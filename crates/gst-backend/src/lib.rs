//! DuoCam GStreamer backend.
//!
//! Implements the codec contracts with GStreamer pipelines: `qtdemux` for
//! extraction, `decodebin` for H.264 decoding, the best available H.264
//! encoder element, and `mp4mux` for output. Elements are fed and drained
//! through `appsrc`/`appsink` so the merge engine keeps control of the
//! buffer loop.

pub mod caps;
pub mod decoder;
pub mod encoder;
pub mod extractor;
pub mod factory;
pub mod muxer;
pub mod probe;

use std::sync::OnceLock;
use std::time::Duration;

use duocam_common::{DuocamError, DuocamResult};
use gst::prelude::*;
use gstreamer as gst;

pub use decoder::GstVideoDecoder;
pub use encoder::{find_h264_encoder, GstVideoEncoder, H264_ENCODERS};
pub use extractor::GstExtractor;
pub use factory::GstCodecFactory;
pub use muxer::GstMuxer;
pub use probe::{probe_environment, GstEnvironment};

pub(crate) fn init_gstreamer() -> DuocamResult<()> {
    static GST_INIT: OnceLock<Result<(), String>> = OnceLock::new();
    let init_res = GST_INIT.get_or_init(|| gst::init().map_err(|e| e.to_string()));
    match init_res {
        Ok(()) => Ok(()),
        Err(e) => Err(DuocamError::codec_setup(format!(
            "Failed to initialize GStreamer: {e}"
        ))),
    }
}

pub(crate) fn clock_time(duration: Duration) -> gst::ClockTime {
    gst::ClockTime::from_nseconds(duration.as_nanos() as u64)
}

pub(crate) fn pts_to_clock(pts_us: i64) -> gst::ClockTime {
    gst::ClockTime::from_useconds(pts_us.max(0) as u64)
}

pub(crate) fn make_element(factory: &str) -> DuocamResult<gst::Element> {
    gst::ElementFactory::make(factory)
        .build()
        .map_err(|e| DuocamError::codec_setup(format!("Failed to create {factory}: {e}")))
}

/// Drain pending bus messages, logging warnings and returning the first
/// error.
pub(crate) fn check_bus(pipeline: &gst::Pipeline, name: &str) -> DuocamResult<()> {
    let Some(bus) = pipeline.bus() else {
        return Ok(());
    };
    while let Some(msg) = bus.pop() {
        match msg.view() {
            gst::MessageView::Error(err) => {
                return Err(DuocamError::codec(format!(
                    "{name} pipeline error: {} ({})",
                    err.error(),
                    err.debug().unwrap_or_default()
                )));
            }
            gst::MessageView::Warning(warn) => {
                tracing::warn!(
                    pipeline = name,
                    warning = %warn.error(),
                    "GStreamer warning"
                );
            }
            _ => {}
        }
    }
    Ok(())
}

/// Send EOS and wait for it to reach the sinks, then shut the pipeline
/// down.
pub(crate) fn drain_and_stop(
    pipeline: &gst::Pipeline,
    name: &str,
    timeout: Duration,
) -> DuocamResult<()> {
    let mut result = Ok(());
    if let Some(bus) = pipeline.bus() {
        match bus.timed_pop_filtered(
            clock_time(timeout),
            &[gst::MessageType::Eos, gst::MessageType::Error],
        ) {
            Some(msg) => match msg.view() {
                gst::MessageView::Eos(_) => {
                    tracing::debug!(pipeline = name, "EOS received; pipeline drained");
                }
                gst::MessageView::Error(e) => {
                    result = Err(DuocamError::muxer(format!(
                        "{name} pipeline error during EOS drain: {}",
                        e.error()
                    )));
                }
                _ => {}
            },
            None => {
                tracing::warn!(pipeline = name, ?timeout, "EOS drain timed out");
                result = Err(DuocamError::muxer(format!(
                    "{name} pipeline did not drain within {timeout:?}"
                )));
            }
        }
    }
    pipeline.set_state(gst::State::Null).map_err(|e| {
        DuocamError::codec(format!("Failed to stop {name} pipeline: {e:?}"))
    })?;
    result
}

/// Best-effort shutdown for release paths.
pub(crate) fn shutdown(pipeline: &gst::Pipeline, name: &str) {
    if let Err(e) = pipeline.set_state(gst::State::Null) {
        tracing::warn!(pipeline = name, error = ?e, "Failed to stop pipeline");
    }
}
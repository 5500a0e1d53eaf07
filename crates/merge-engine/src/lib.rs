//! DuoCam merge engine.
//!
//! Combines a front-camera and a back-camera recording into one
//! side-by-side video: two decode sources feed external textures, a
//! shader program draws them into the left and right halves of a render
//! context, and that context presents straight into an encoder's input
//! surface.
//!
//! Codec and GPU access go through the `duocam-codec-core` traits, so the
//! same pipeline runs against GStreamer or the software backend.

pub mod compositor;
pub mod decode_source;
pub mod encode_sink;
pub mod merge;
pub mod publish;
pub mod render_context;
pub mod shader;

pub use compositor::{create_external_texture, Compositor, HalfPlacement, LEFT_HALF, RIGHT_HALF};
pub use decode_source::DecodeSource;
pub use encode_sink::{EncodeSink, SinkState, SinkStats};
pub use merge::{
    CancelToken, MergePipeline, MergeProgress, MergeRequest, MergeStage, OutputArtifact,
    ProgressCallback,
};
pub use publish::{
    merge_and_publish, ArtifactPublisher, LocalDirectoryPublisher, VideoRecord, WorkflowOutcome,
    METADATA_FILE,
};
pub use render_context::{Current, RenderContext};
pub use shader::{ShaderProgram, FRAGMENT_SHADER, VERTEX_SHADER};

Exercise ▸ Those lines of the records that contain the string "timeout" should be identified and copied.

Solution ▸
    timeout: Duration,
            clock_time(timeout),
                tracing::warn!(pipeline = name, ?timeout, "EOS drain timed out");
                    "{name} pipeline did not drain within {timeout:?}"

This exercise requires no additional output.